Print the records below exactly as they appear.

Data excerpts
++++++++++
use sea_orm::entity::prelude::*;

#[derive(Debug, Clone, Copy, PartialEq, Eq, Hash, EnumIter, DeriveActiveEnum)]
#[sea_orm(rs_type = "String", db_type = "String(StringLen::N(16))")]
pub enum UserRole {
    #[sea_orm(string_value = "admin")]
    Admin,
    #[sea_orm(string_value = "chef")]
    Chef,
    #[sea_orm(string_value = "farmer")]
    Farmer,
    #[sea_orm(string_value = "partner")]
    Partner,
}

#[derive(Debug, Clone, Copy, PartialEq, Eq, Hash, EnumIter, DeriveActiveEnum)]
#[sea_orm(rs_type = "String", db_type = "String(StringLen::N(16))")]
pub enum InviteStatus {
    #[sea_orm(string_value = "pending")]
    Pending,
    #[sea_orm(string_value = "accepted")]
    Accepted,
    #[sea_orm(string_value = "revoked")]
    Revoked,
}

/// Variant order is the tier ranking used by chef matching.
#[derive(Debug, Clone, Copy, PartialEq, Eq, Hash, PartialOrd, Ord, EnumIter, DeriveActiveEnum)]
#[sea_orm(rs_type = "String", db_type = "String(StringLen::N(16))")]
pub enum ChefTier {
    #[sea_orm(string_value = "emerging")]
    Emerging,
    #[sea_orm(string_value = "certified")]
    Certified,
    #[sea_orm(string_value = "master")]
    Master,
}

#[derive(Debug, Clone, Copy, PartialEq, Eq, Hash, EnumIter, DeriveActiveEnum)]
#[sea_orm(rs_type = "String", db_type = "String(StringLen::N(16))")]
pub enum BookingStatus {
    #[sea_orm(string_value = "pending")]
    Pending,
    #[sea_orm(string_value = "confirmed")]
    Confirmed,
    #[sea_orm(string_value = "completed")]
    Completed,
    #[sea_orm(string_value = "cancelled")]
    Cancelled,
}

#[derive(Debug, Clone, Copy, PartialEq, Eq, Hash, EnumIter, DeriveActiveEnum)]
#[sea_orm(rs_type = "String", db_type = "String(StringLen::N(16))")]
pub enum ProviderKind {
    #[sea_orm(string_value = "chef")]
    Chef,
    #[sea_orm(string_value = "farmer")]
    Farmer,
}

#[derive(Debug, Clone, Copy, PartialEq, Eq, Hash, EnumIter, DeriveActiveEnum)]
#[sea_orm(rs_type = "String", db_type = "String(StringLen::N(16))")]
pub enum AssignmentStatus {
    #[sea_orm(string_value = "offered")]
    Offered,
    #[sea_orm(string_value = "accepted")]
    Accepted,
    #[sea_orm(string_value = "declined")]
    Declined,
    #[sea_orm(string_value = "confirmed")]
    Confirmed,
    #[sea_orm(string_value = "completed")]
    Completed,
    #[sea_orm(string_value = "cancelled")]
    Cancelled,
}

#[derive(Debug, Clone, Copy, PartialEq, Eq, Hash, EnumIter, DeriveActiveEnum)]
#[sea_orm(rs_type = "String", db_type = "String(StringLen::N(16))")]
pub enum AssignmentPayoutStatus {
    #[sea_orm(string_value = "unpaid")]
    Unpaid,
    #[sea_orm(string_value = "paid")]
    Paid,
    #[sea_orm(string_value = "failed")]
    Failed,
}

#[derive(Debug, Clone, Copy, PartialEq, Eq, Hash, EnumIter, DeriveActiveEnum)]
#[sea_orm(rs_type = "String", db_type = "String(StringLen::N(16))")]
pub enum PayoutStatus {
    #[sea_orm(string_value = "pending")]
    Pending,
    #[sea_orm(string_value = "paid")]
    Paid,
    #[sea_orm(string_value = "failed")]
    Failed,
}

#[derive(Debug, Clone, Copy, PartialEq, Eq, Hash, EnumIter, DeriveActiveEnum)]
#[sea_orm(rs_type = "String", db_type = "String(StringLen::N(24))")]
pub enum ImpactKind {
    #[sea_orm(string_value = "meals_served")]
    MealsServed,
    #[sea_orm(string_value = "local_spend_cents")]
    LocalSpendCents,
    #[sea_orm(string_value = "produce_kg")]
    ProduceKg,
    #[sea_orm(string_value = "regenerative_acres")]
    RegenerativeAcres,
}

#[derive(Debug, Clone, Copy, PartialEq, Eq, Hash, EnumIter, DeriveActiveEnum)]
#[sea_orm(rs_type = "String", db_type = "String(StringLen::N(16))")]
pub enum PartnerType {
    #[sea_orm(string_value = "restaurant")]
    Restaurant,
    #[sea_orm(string_value = "cooperative")]
    Cooperative,
    #[sea_orm(string_value = "retailer")]
    Retailer,
    #[sea_orm(string_value = "nonprofit")]
    Nonprofit,
    #[sea_orm(string_value = "other")]
    Other,
}

#[derive(Debug, Clone, Copy, PartialEq, Eq, Hash, EnumIter, DeriveActiveEnum)]
#[sea_orm(rs_type = "String", db_type = "String(StringLen::N(16))")]
pub enum InquiryStatus {
    #[sea_orm(string_value = "new")]
    New,
    #[sea_orm(string_value = "contacted")]
    Contacted,
    #[sea_orm(string_value = "qualified")]
    Qualified,
    #[sea_orm(string_value = "closed")]
    Closed,
}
++++++++++
__ANSWER SPACE__:
use sea_orm::entity::prelude::*;

#[derive(Debug, Clone, Copy, PartialEq, Eq, Hash, EnumIter, DeriveActiveEnum)]
#[sea_orm(rs_type = "String", db_type = "String(StringLen::N(16))")]
pub enum UserRole {
    #[sea_orm(string_value = "admin")]
    Admin,
    #[sea_orm(string_value = "chef")]
    Chef,
    #[sea_orm(string_value = "farmer")]
    Farmer,
    #[sea_orm(string_value = "partner")]
    Partner,
}

#[derive(Debug, Clone, Copy, PartialEq, Eq, Hash, EnumIter, DeriveActiveEnum)]
#[sea_orm(rs_type = "String", db_type = "String(StringLen::N(16))")]
pub enum InviteStatus {
    #[sea_orm(string_value = "pending")]
    Pending,
    #[sea_orm(string_value = "accepted")]
    Accepted,
    #[sea_orm(string_value = "revoked")]
    Revoked,
}

/// Variant order is the tier ranking used by chef matching.
#[derive(Debug, Clone, Copy, PartialEq, Eq, Hash, PartialOrd, Ord, EnumIter, DeriveActiveEnum)]
#[sea_orm(rs_type = "String", db_type = "String(StringLen::N(16))")]
pub enum ChefTier {
    #[sea_orm(string_value = "emerging")]
    Emerging,
    #[sea_orm(string_value = "certified")]
    Certified,
    #[sea_orm(string_value = "master")]
    Master,
}

#[derive(Debug, Clone, Copy, PartialEq, Eq, Hash, EnumIter, DeriveActiveEnum)]
#[sea_orm(rs_type = "String", db_type = "String(StringLen::N(16))")]
pub enum BookingStatus {
    #[sea_orm(string_value = "pending")]
    Pending,
    #[sea_orm(string_value = "confirmed")]
    Confirmed,
    #[sea_orm(string_value = "completed")]
    Completed,
    #[sea_orm(string_value = "cancelled")]
    Cancelled,
}

#[derive(Debug, Clone, Copy, PartialEq, Eq, Hash, EnumIter, DeriveActiveEnum)]
#[sea_orm(rs_type = "String", db_type = "String(StringLen::N(16))")]
pub enum ProviderKind {
    #[sea_orm(string_value = "chef")]
    Chef,
    #[sea_orm(string_value = "farmer")]
    Farmer,
}

#[derive(Debug, Clone, Copy, PartialEq, Eq, Hash, EnumIter, DeriveActiveEnum)]
#[sea_orm(rs_type = "String", db_type = "String(StringLen::N(16))")]
pub enum AssignmentStatus {
    #[sea_orm(string_value = "offered")]
    Offered,
    #[sea_orm(string_value = "accepted")]
    Accepted,
    #[sea_orm(string_value = "declined")]
    Declined,
    #[sea_orm(string_value = "confirmed")]
    Confirmed,
    #[sea_orm(string_value = "completed")]
    Completed,
    #[sea_orm(string_value = "cancelled")]
    Cancelled,
}

#[derive(Debug, Clone, Copy, PartialEq, Eq, Hash, EnumIter, DeriveActiveEnum)]
#[sea_orm(rs_type = "String", db_type = "String(StringLen::N(16))")]
pub enum AssignmentPayoutStatus {
    #[sea_orm(string_value = "unpaid")]
    Unpaid,
    #[sea_orm(string_value = "paid")]
    Paid,
    #[sea_orm(string_value = "failed")]
    Failed,
}

#[derive(Debug, Clone, Copy, PartialEq, Eq, Hash, EnumIter, DeriveActiveEnum)]
#[sea_orm(rs_type = "String", db_type = "String(StringLen::N(16))")]
pub enum PayoutStatus {
    #[sea_orm(string_value = "pending")]
    Pending,
    #[sea_orm(string_value = "paid")]
    Paid,
    #[sea_orm(string_value = "failed")]
    Failed,
}

#[derive(Debug, Clone, Copy, PartialEq, Eq, Hash, EnumIter, DeriveActiveEnum)]
#[sea_orm(rs_type = "String", db_type = "String(StringLen::N(24))")]
pub enum ImpactKind {
    #[sea_orm(string_value = "meals_served")]
    MealsServed,
    #[sea_orm(string_value = "local_spend_cents")]
    LocalSpendCents,
    #[sea_orm(string_value = "produce_kg")]
    ProduceKg,
    #[sea_orm(string_value = "regenerative_acres")]
    RegenerativeAcres,
}

#[derive(Debug, Clone, Copy, PartialEq, Eq, Hash, EnumIter, DeriveActiveEnum)]
#[sea_orm(rs_type = "String", db_type = "String(StringLen::N(16))")]
pub enum PartnerType {
    #[sea_orm(string_value = "restaurant")]
    Restaurant,
    #[sea_orm(string_value = "cooperative")]
    Cooperative,
    #[sea_orm(string_value = "retailer")]
    Retailer,
    #[sea_orm(string_value = "nonprofit")]
    Nonprofit,
    #[sea_orm(string_value = "other")]
    Other,
}

#[derive(Debug, Clone, Copy, PartialEq, Eq, Hash, EnumIter, DeriveActiveEnum)]
#[sea_orm(rs_type = "String", db_type = "String(StringLen::N(16))")]
pub enum InquiryStatus {
    #[sea_orm(string_value = "new")]
    New,
    #[sea_orm(string_value = "contacted")]
    Contacted,
    #[sea_orm(string_value = "qualified")]
    Qualified,
    #[sea_orm(string_value = "closed")]
    Closed,
}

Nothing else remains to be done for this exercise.